### Work instructions
The required output is the whole listing below, unchanged.

### Given data
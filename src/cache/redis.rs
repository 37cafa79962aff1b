use std::time::Duration;

use async_trait::async_trait;
use redis::AsyncCommands;
use redis::aio::MultiplexedConnection;

use crate::cache::base::KeyValueStore;
use crate::error::Result;

// Redis-backed store for multi-instance deployments: the check locks and
// verdict caches must be shared by every process behind the same bot
// token, otherwise two instances could run the same check concurrently.
#[derive(Clone)]
pub struct RedisStore {
    connection: MultiplexedConnection,
}

impl RedisStore {
    pub async fn connect(url: &str) -> Result<Self> {
        let client = redis::Client::open(url)?;
        let connection = client.get_multiplexed_async_connection().await?;
        Ok(RedisStore { connection })
    }

    // Redis expirations are whole seconds; the engine's sub-second TTLs
    // only occur in tests, which run on the in-memory store.
    fn ttl_seconds(ttl: Duration) -> u64 {
        ttl.as_secs().max(1)
    }
}

#[async_trait]
impl KeyValueStore for RedisStore {
    async fn get(&self, key: &str) -> Result<Option<String>> {
        let mut connection = self.connection.clone();
        let value: Option<String> = connection.get(key).await?;
        Ok(value)
    }

    async fn set(&self, key: &str, value: &str, ttl: Duration) -> Result<()> {
        let mut connection = self.connection.clone();
        let _: () = connection.set_ex(key, value, Self::ttl_seconds(ttl)).await?;
        Ok(())
    }

    async fn set_if_absent(&self, key: &str, value: &str, ttl: Duration) -> Result<bool> {
        let mut connection = self.connection.clone();
        let reply: Option<String> = redis::cmd("SET")
            .arg(key)
            .arg(value)
            .arg("NX")
            .arg("EX")
            .arg(Self::ttl_seconds(ttl))
            .query_async(&mut connection)
            .await?;
        Ok(reply.is_some())
    }

    async fn delete(&self, key: &str) -> Result<()> {
        let mut connection = self.connection.clone();
        let _: () = connection.del(key).await?;
        Ok(())
    }
}
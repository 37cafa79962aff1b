use std::sync::Arc;

use chrono::{DateTime, Utc};
use tracing::warn;

use crate::db::GiveawayStore;
use crate::db::models::{AuditRow, EntryRow, GiveawayRow, GiveawayStatus, WinnerRow};
use crate::error::{Error, Result};
use crate::giveaway::controller::GiveawayController;
use crate::giveaway::coordinator::CheckCoordinator;
use crate::giveaway::ledger::EntryLedger;
use crate::giveaway::models::{ChatRef, DrawReport, PublishOutcome, Verdict};

// The facade the bot handlers talk to. Owner actions are gated on the
// giveaway's owner id; participant actions are gated on the giveaway
// being live. Everything below it is the engine's business.
#[non_exhaustive]
pub struct GiveawayManager {
    giveaways: GiveawayStore,
    ledger: Arc<EntryLedger>,
    coordinator: CheckCoordinator,
    controller: GiveawayController,
}
use crate::giveaway::models::Verdict;

pub trait VerdictFormatter {
    // Returns the short answer for the participant who pressed a button:
    // eligible, not eligible, still checking or can't verify.
    fn participant_reply(&self, verdict: &Verdict) -> String;
    // Returns the detailed per-chat picture for the giveaway owner when
    // necessary to investigate a participant.
    fn owner_report(&self, verdict: &Verdict) -> String;
}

### Your response
filename src/cache/redis.rs
repository 37cafa79962aff1b
use std::time::Duration;

use async_trait::async_trait;
use redis::AsyncCommands;
use redis::aio::MultiplexedConnection;

use crate::cache::base::KeyValueStore;
use crate::error::Result;

// Redis-backed store for multi-instance deployments: the check locks and
// verdict caches must be shared by every process behind the same bot
// token, otherwise two instances could run the same check concurrently.
#[derive(Clone)]
pub struct RedisStore {
    connection: MultiplexedConnection,
}

impl RedisStore {
    pub async fn connect(url: &str) -> Result<Self> {
        let client = redis::Client::open(url)?;
        let connection = client.get_multiplexed_async_connection().await?;
        Ok(RedisStore { connection })
    }

    // Redis expirations are whole seconds; the engine's sub-second TTLs
    // only occur in tests, which run on the in-memory store.
    fn ttl_seconds(ttl: Duration) -> u64 {
        ttl.as_secs().max(1)
    }
}

#[async_trait]
impl KeyValueStore for RedisStore {
    async fn get(&self, key: &str) -> Result<Option<String>> {
        let mut connection = self.connection.clone();
        let value: Option<String> = connection.get(key).await?;
        Ok(value)
    }

    async fn set(&self, key: &str, value: &str, ttl: Duration) -> Result<()> {
        let mut connection = self.connection.clone();
        let _: () = connection.set_ex(key, value, Self::ttl_seconds(ttl)).await?;
        Ok(())
    }

    async fn set_if_absent(&self, key: &str, value: &str, ttl: Duration) -> Result<bool> {
        let mut connection = self.connection.clone();
        let reply: Option<String> = redis::cmd("SET")
            .arg(key)
            .arg(value)
            .arg("NX")
            .arg("EX")
            .arg(Self::ttl_seconds(ttl))
            .query_async(&mut connection)
            .await?;
        Ok(reply.is_some())
    }

    async fn delete(&self, key: &str) -> Result<()> {
        let mut connection = self.connection.clone();
        let _: () = connection.del(key).await?;
        Ok(())
    }
}
repository 37cafa79962aff1b
use std::sync::Arc;

use chrono::{DateTime, Utc};
use tracing::warn;

use crate::db::GiveawayStore;
use crate::db::models::{AuditRow, EntryRow, GiveawayRow, GiveawayStatus, WinnerRow};
use crate::error::{Error, Result};
use crate::giveaway::controller::GiveawayController;
use crate::giveaway::coordinator::CheckCoordinator;
use crate::giveaway::ledger::EntryLedger;
use crate::giveaway::models::{ChatRef, DrawReport, PublishOutcome, Verdict};

// The facade the bot handlers talk to. Owner actions are gated on the
// giveaway's owner id; participant actions are gated on the giveaway
// being live. Everything below it is the engine's business.
#[non_exhaustive]
pub struct GiveawayManager {
    giveaways: GiveawayStore,
    ledger: Arc<EntryLedger>,
    coordinator: CheckCoordinator,
    controller: GiveawayController,
}
use crate::giveaway::models::Verdict;

pub trait VerdictFormatter {
    // Returns the short answer for the participant who pressed a button:
    // eligible, not eligible, still checking or can't verify.
    fn participant_reply(&self, verdict: &Verdict) -> String;
    // Returns the detailed per-chat picture for the giveaway owner when
    // necessary to investigate a participant.
    fn owner_report(&self, verdict: &Verdict) -> String;
}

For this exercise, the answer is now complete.